** ACTION ITEM **
From the listing below, return every line with the string "expect" in it.

** RECORDS PROVIDED **

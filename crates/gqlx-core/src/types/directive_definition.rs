use crate::types::DirectiveLocation;
use crate::types::InputValue;
use crate::types::TypeAnnotation;
use crate::types::TypeBuildError;
use crate::types::type_build_error::validate_name;
use indexmap::IndexMap;

/// The definition of a directive: where it may appear and what arguments
/// it takes.
#[derive(Clone, Debug, PartialEq)]
pub struct DirectiveDefinition {
    pub(crate) name: String,
    pub(crate) description: Option<String>,
    pub(crate) locations: Vec<DirectiveLocation>,
    pub(crate) arguments: IndexMap<String, InputValue>,
    pub(crate) is_repeatable: bool,
}
impl DirectiveDefinition {
    pub fn builder(name: impl Into<String>) -> DirectiveDefinitionBuilder {
        DirectiveDefinitionBuilder {
            definition: DirectiveDefinition {
                name: name.into(),
                description: None,
                locations: vec![],
                arguments: IndexMap::new(),
                is_repeatable: false,
            },
            duplicate_argument: None,
        }
    }

    pub fn name(&self) -> &str {
        self.name.as_str()
    }

    pub fn description(&self) -> Option<&str> {
        self.description.as_deref()
    }

    pub fn locations(&self) -> &[DirectiveLocation] {
        &self.locations
    }

    pub fn arguments(&self) -> &IndexMap<String, InputValue> {
        &self.arguments
    }

    pub fn is_repeatable(&self) -> bool {
        self.is_repeatable
    }

    pub fn is_built_in(&self) -> bool {
        matches!(
            self.name.as_str(),
            "skip" | "include" | "deprecated" | "specifiedBy"
        )
    }

    /// `@skip(if: Boolean!)`
    pub fn skip() -> Self {
        Self::conditional(
            "skip",
            "Directs the executor to skip this field or fragment when the `if` argument is true.",
            "Skipped when true.",
        )
    }

    /// `@include(if: Boolean!)`
    pub fn include() -> Self {
        Self::conditional(
            "include",
            "Directs the executor to include this field or fragment only when the `if` argument is true.",
            "Included when true.",
        )
    }

    fn conditional(name: &str, description: &str, if_description: &str) -> Self {
        Self {
            name: name.to_string(),
            description: Some(description.to_string()),
            locations: vec![
                DirectiveLocation::Field,
                DirectiveLocation::FragmentSpread,
                DirectiveLocation::InlineFragment,
            ],
            arguments: IndexMap::from([(
                "if".to_string(),
                InputValue::new(TypeAnnotation::named("Boolean").non_null())
                    .with_description(if_description),
            )]),
            is_repeatable: false,
        }
    }

    /// `@deprecated(reason: String = "No longer supported")`
    pub fn deprecated() -> Self {
        Self {
            name: "deprecated".to_string(),
            description: Some("Marks an element of a GraphQL schema as no longer supported.".to_string()),
            locations: vec![
                DirectiveLocation::FieldDefinition,
                DirectiveLocation::ArgumentDefinition,
                DirectiveLocation::InputFieldDefinition,
                DirectiveLocation::EnumValue,
            ],
            arguments: IndexMap::from([(
                "reason".to_string(),
                InputValue::new(TypeAnnotation::named("String"))
                    .with_default_value(DEFAULT_DEPRECATION_REASON)
                    .with_description(
                        "Explains why this element was deprecated, usually also including a \
                        suggestion for how to access supported similar data.",
                    ),
            )]),
            is_repeatable: false,
        }
    }

    /// `@specifiedBy(url: String!)`
    pub fn specified_by() -> Self {
        Self {
            name: "specifiedBy".to_string(),
            description: Some("Exposes a URL that specifies the behavior of this scalar.".to_string()),
            locations: vec![DirectiveLocation::Scalar],
            arguments: IndexMap::from([(
                "url".to_string(),
                InputValue::new(TypeAnnotation::named("String").non_null())
                    .with_description("The URL that specifies the behavior of this scalar."),
            )]),
            is_repeatable: false,
        }
    }
}

/// The reason reported for `@deprecated` when none is given.
pub const DEFAULT_DEPRECATION_REASON: &str = "No longer supported";

pub struct DirectiveDefinitionBuilder {
    definition: DirectiveDefinition,
    duplicate_argument: Option<String>,
}
impl DirectiveDefinitionBuilder {
    pub fn description(mut self, description: impl Into<String>) -> Self {
        self.definition.description = Some(description.into());
        self
    }

    pub fn location(mut self, location: DirectiveLocation) -> Self {
        if !self.definition.locations.contains(&location) {
            self.definition.locations.push(location);
        }
        self
    }

    pub fn argument(mut self, name: impl Into<String>, argument: InputValue) -> Self {
        let name = name.into();
        if self.definition.arguments.contains_key(&name) {
            self.duplicate_argument.get_or_insert(name);
        } else {
            self.definition.arguments.insert(name, argument);
        }
        self
    }

    pub fn repeatable(mut self) -> Self {
        self.definition.is_repeatable = true;
        self
    }

    pub fn build(self) -> Result<DirectiveDefinition, TypeBuildError> {
        validate_name(&self.definition.name)?;
        if let Some(argument_name) = self.duplicate_argument {
            return Err(TypeBuildError::DuplicateArgumentDefinition {
                owner: format!("@{}", self.definition.name),
                argument_name,
            });
        }
        Ok(self.definition)
    }
}
use crate::GraphQLError;
use crate::validation::ValidationContext;
use crate::validation::ValidationRule;

/// Every fragment spread names a fragment defined in the document.
///
/// https://spec.graphql.org/October2021/#sec-Fragment-spread-target-defined
#[derive(Clone, Copy, Debug, Default)]
pub struct KnownFragmentNames;
impl ValidationRule for KnownFragmentNames {
    fn name(&self) -> &'static str {
        "KnownFragmentNames"
    }

    fn validate(&self, ctx: &ValidationContext<'_>) -> Vec<GraphQLError> {
        ctx.fragment_spreads()
            .into_iter()
            .filter(|spread| ctx.document.fragment(spread.name.as_str()).is_none())
            .map(|spread| {
                GraphQLError::new(format!("Unknown fragment \"{}\".", spread.name))
                    .at([&spread.name.loc])
            })
            .collect()
    }
}
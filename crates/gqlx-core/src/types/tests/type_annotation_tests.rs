use crate::types::TypeAnnotation;
use crate::types::TypeBuildError;
use pretty_assertions::assert_eq;

type Result<T> = std::result::Result<T, TypeBuildError>;

/// Verifies that annotations print in GraphQL syntax.
#[test]
fn display() {
    let annot = TypeAnnotation::list(TypeAnnotation::named("Int").non_null()).non_null();
    assert_eq!(annot.to_string(), "[Int!]!");
    assert_eq!(annot.to_nullable().to_string(), "[Int!]");
    assert_eq!(annot.innermost_type_name(), "Int");
}

/// Verifies that parsing accepts GraphQL spellings and round-trips through
/// `Display`.
#[test]
fn from_str() -> Result<()> {
    for source in ["Int", "Int!", "[Int]", "[[Point!]]!", "[ID!]!"] {
        let annot: TypeAnnotation = source.parse()?;
        assert_eq!(annot.to_string(), source);
    }
    let annot: TypeAnnotation = " [ String ] ".parse()?;
    assert_eq!(annot, TypeAnnotation::list(TypeAnnotation::named("String")));
    Ok(())
}

/// Verifies that malformed spellings are rejected, including doubled
/// non-null markers.
#[test]
fn from_str_rejects_malformed() {
    for source in ["", "Int!!", "[Int", "Int]", "1Int", "[]", "In t"] {
        assert_eq!(
            source.parse::<TypeAnnotation>(),
            Err(TypeBuildError::InvalidTypeAnnotation {
                annotation: source.to_string(),
            }),
            "{source:?} should not parse",
        );
    }
}

/// Verifies that `non_null()` is idempotent: non-null never wraps
/// non-null.
#[test]
fn non_null_is_idempotent() {
    let once = TypeAnnotation::named("Int").non_null();
    assert_eq!(once.clone().non_null(), once);
    assert!(!once.nullable());
    assert!(once.to_nullable().nullable());
}

/// Verifies conversion from parsed type references.
#[test]
fn from_ast_type() {
    let document = crate::tests::utils::parse("query ($v: [Int!]) { a }");
    let operation = document.operations().next().expect("one operation");
    let annot = TypeAnnotation::from_ast_type(&operation.variable_definitions[0].ty);
    assert_eq!(annot.to_string(), "[Int!]");
    assert!(annot.as_list_annotation().is_some());
    assert!(annot.as_named_annotation().is_none());
}
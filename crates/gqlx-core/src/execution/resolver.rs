use crate::Arguments;
use crate::Value;
use crate::execution::FieldError;
use crate::execution::ResolveInfo;
use std::sync::Arc;

pub type ResolverResult = Result<Value, FieldError>;

/// Produces the value of a field from its parent value (the "source"), the
/// field's [`ResolveInfo`] and its coerced arguments.
///
/// A resolver may return [`Value::Deferred`] to hand back a value that
/// settles later, or [`Value::Error`] to fail a single list item.
pub type Resolver =
    Arc<dyn Fn(&Value, &ResolveInfo<'_>, &Arguments) -> ResolverResult + Send + Sync>;

/// Resolves fields that have no resolver of their own.
///
/// Reads the field from a map source by key or from an object source by
/// attribute; anything else resolves to null. A [`Value::Callable`] found
/// that way is called once with the field's info and arguments, and its
/// result is used instead.
pub fn default_field_resolver(
    source: &Value,
    info: &ResolveInfo<'_>,
    args: &Arguments,
) -> ResolverResult {
    let property = match source {
        Value::Map(entries) => entries.get(info.field_name).cloned().unwrap_or_default(),
        Value::Object(object) => object.attribute(info.field_name).unwrap_or_default(),
        _ => Value::Null,
    };
    match property {
        Value::Callable(callable) => callable.call(info, args),
        property => Ok(property),
    }
}
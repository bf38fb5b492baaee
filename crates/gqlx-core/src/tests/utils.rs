use crate::Arguments;
use crate::ExecutionResult;
use crate::Value;
use crate::ast;
use crate::execution::ExecutionArgs;
use crate::execution::ResolveInfo;
use crate::execution::ResolverResult;
use crate::execution::execute;
use crate::schema::Schema;

pub(crate) fn parse(source: &str) -> ast::Document {
    gqlx_parser::parse(source).expect("test document should parse")
}

pub(crate) fn run(schema: &Schema, source: &str) -> ExecutionResult {
    run_with(schema, source, ExecutionArgs::new())
}

pub(crate) fn run_with(schema: &Schema, source: &str, args: ExecutionArgs) -> ExecutionResult {
    execute(schema, &parse(source), args)
}

/// A resolver that always returns `value`.
pub(crate) fn constant<V>(
    value: V,
) -> impl Fn(&Value, &ResolveInfo<'_>, &Arguments) -> ResolverResult + Send + Sync + 'static
where
    V: Into<Value> + Clone + Send + Sync + 'static,
{
    move |_, _, _| Ok(value.clone().into())
}
//! Bounded-lookahead buffering over a [`GraphQLTokenSource`].

use std::collections::VecDeque;

use crate::token::GraphQLToken;
use crate::token::GraphQLTokenKind;
use crate::token_source::GraphQLTokenSource;

/// Wraps any [`GraphQLTokenSource`] with peeking and lookahead.
///
/// Tokens are pulled lazily into a [`VecDeque`]; `consume()` pops from the
/// front in O(1).
pub struct GraphQLTokenStream<'src, TTokenSource: GraphQLTokenSource<'src>> {
    token_source: TTokenSource,
    buffer: VecDeque<GraphQLToken<'src>>,
}

impl<'src, TTokenSource: GraphQLTokenSource<'src>> GraphQLTokenStream<'src, TTokenSource> {
    pub fn new(token_source: TTokenSource) -> Self {
        Self {
            token_source,
            buffer: VecDeque::new(),
        }
    }

    /// Advances past the next token and returns it.
    ///
    /// Returns `None` once the source is exhausted.
    pub fn consume(&mut self) -> Option<GraphQLToken<'src>> {
        self.ensure_buffer_has(1);
        self.buffer.pop_front()
    }

    /// Number of tokens currently buffered (unconsumed).
    pub fn current_buffer_len(&self) -> usize {
        self.buffer.len()
    }

    fn ensure_buffer_has(&mut self, count: usize) {
        while self.buffer.len() < count {
            match self.token_source.next() {
                Some(token) => self.buffer.push_back(token),
                None => break,
            }
        }
    }

    /// `true` when no tokens remain or the next token is `Eof`.
    pub fn is_at_end(&mut self) -> bool {
        match self.peek() {
            None => true,
            Some(token) => matches!(token.kind, GraphQLTokenKind::Eof),
        }
    }

    #[inline]
    pub fn peek(&mut self) -> Option<&GraphQLToken<'src>> {
        self.peek_nth(0)
    }

    /// Peeks `n` tokens ahead; `peek_nth(0)` is `peek()`.
    pub fn peek_nth(&mut self, n: usize) -> Option<&GraphQLToken<'src>> {
        self.ensure_buffer_has(n + 1);
        self.buffer.get(n)
    }
}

** TASK RESULT **
    let operation = document.operations().next().expect("one operation");
    gqlx_parser::parse(source).expect("test document should parse")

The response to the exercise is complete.